= Dataset extract =
//! HTTP transport abstraction and the default reqwest implementation.

use crate::error::TransportError;
use bytes::Bytes;
use futures::stream::{self, BoxStream, StreamExt};
use http::HeaderMap;
use reqwest::Url;
use std::time::Duration;

/// A request to open one event stream.
#[derive(Debug, Clone)]
pub struct StreamRequest {
    pub url: Url,
    pub headers: HeaderMap,
}

/// What a transport reports about an open request, in order.
#[derive(Debug, Clone, PartialEq, Eq)]
pub enum TransportEvent {
    /// Response headers arrived.
    Headers { status: u16 },
    /// A chunk of the response body.
    Data(Bytes),
    /// The request finished. `None` means the body ended normally.
    Complete(Option<TransportError>),
}

/// Event sequence for one request. Dropping it cancels the request.
pub type TransportStream = BoxStream<'static, TransportEvent>;

/// Issues streaming HTTP requests on behalf of an [`EventSource`](crate::EventSource).
///
/// The returned stream must yield `Headers` before any `Data`, and should end
/// with `Complete`. A stream that simply ends is treated as `Complete(None)`.
pub trait Transport: Send + Sync + 'static {
    fn open(&self, request: StreamRequest) -> TransportStream;
}

/// [`Transport`] backed by a pooled `reqwest::Client`.
///
/// No total request timeout is set, since event streams stay open indefinitely.
#[derive(Debug, Clone)]
pub struct HttpTransport {
    inner: reqwest::Client,
}

impl HttpTransport {
    /// Create a transport builder for customization.
    pub fn builder() -> HttpTransportBuilder {
        HttpTransportBuilder::new()
    }

    /// Wrap an existing client. Its timeout settings apply to every stream.
    pub fn from_client(client: reqwest::Client) -> Self {
        Self { inner: client }
    }
}

enum Phase {
    Start(reqwest::RequestBuilder),
    Body(reqwest::Response),
    Done,
}

impl Transport for HttpTransport {
    fn open(&self, request: StreamRequest) -> TransportStream {
        let req = self.inner.get(request.url).headers(request.headers);

        stream::unfold(Phase::Start(req), |phase| async move {
            match phase {
                Phase::Start(req) => match req.send().await {
                    Ok(resp) => {
                        let status = resp.status().as_u16();
                        Some((TransportEvent::Headers { status }, Phase::Body(resp)))
                    }
                    Err(e) => Some((TransportEvent::Complete(Some(e.into())), Phase::Done)),
                },
                Phase::Body(mut resp) => match resp.chunk().await {
                    Ok(Some(chunk)) => Some((TransportEvent::Data(chunk), Phase::Body(resp))),
                    Ok(None) => Some((TransportEvent::Complete(None), Phase::Done)),
                    Err(e) => Some((TransportEvent::Complete(Some(e.into())), Phase::Done)),
                },
                Phase::Done => None,
            }
        })
        .boxed()
    }
}

/// Builder for configuring an [`HttpTransport`].
#[must_use = "builders do nothing unless you call .build()"]
pub struct HttpTransportBuilder {
    connect_timeout: Option<Duration>,
    pool_idle_timeout: Duration,
    tcp_keepalive: Option<Duration>,
}

impl HttpTransportBuilder {
    pub fn new() -> Self {
        Self {
            connect_timeout: None,
            pool_idle_timeout: Duration::from_secs(90),
            tcp_keepalive: Some(Duration::from_secs(60)),
        }
    }

    /// Set the TCP connect timeout. The stream itself never times out.
    pub fn connect_timeout(mut self, timeout: Duration) -> Self {
        self.connect_timeout = Some(timeout);
        self
    }

    /// Set how long idle pooled connections are kept.
    pub fn pool_idle_timeout(mut self, timeout: Duration) -> Self {
        self.pool_idle_timeout = timeout;
        self
    }

    /// Set the TCP keepalive interval, or `None` to disable it.
    pub fn tcp_keepalive(mut self, interval: Option<Duration>) -> Self {
        self.tcp_keepalive = interval;
        self
    }

    /// Build the transport.
    ///
    /// Returns an error if the underlying HTTP client fails to build
    /// (e.g., due to TLS configuration issues).
    pub fn build(self) -> Result<HttpTransport, reqwest::Error> {
        let mut builder = reqwest::Client::builder()
            .pool_max_idle_per_host(10)
            .pool_idle_timeout(self.pool_idle_timeout)
            .tcp_keepalive(self.tcp_keepalive);

        if let Some(timeout) = self.connect_timeout {
            builder = builder.connect_timeout(timeout);
        }

        Ok(HttpTransport {
            inner: builder.build()?,
        })
    }
}

impl Default for HttpTransportBuilder {
    fn default() -> Self {
        Self::new()
    }
}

= Your objective =
Which of the lines above carry the string "struct"? Pick them out and copy them.

= Completed task =
pub struct StreamRequest {
pub struct HttpTransport {
pub struct HttpTransportBuilder {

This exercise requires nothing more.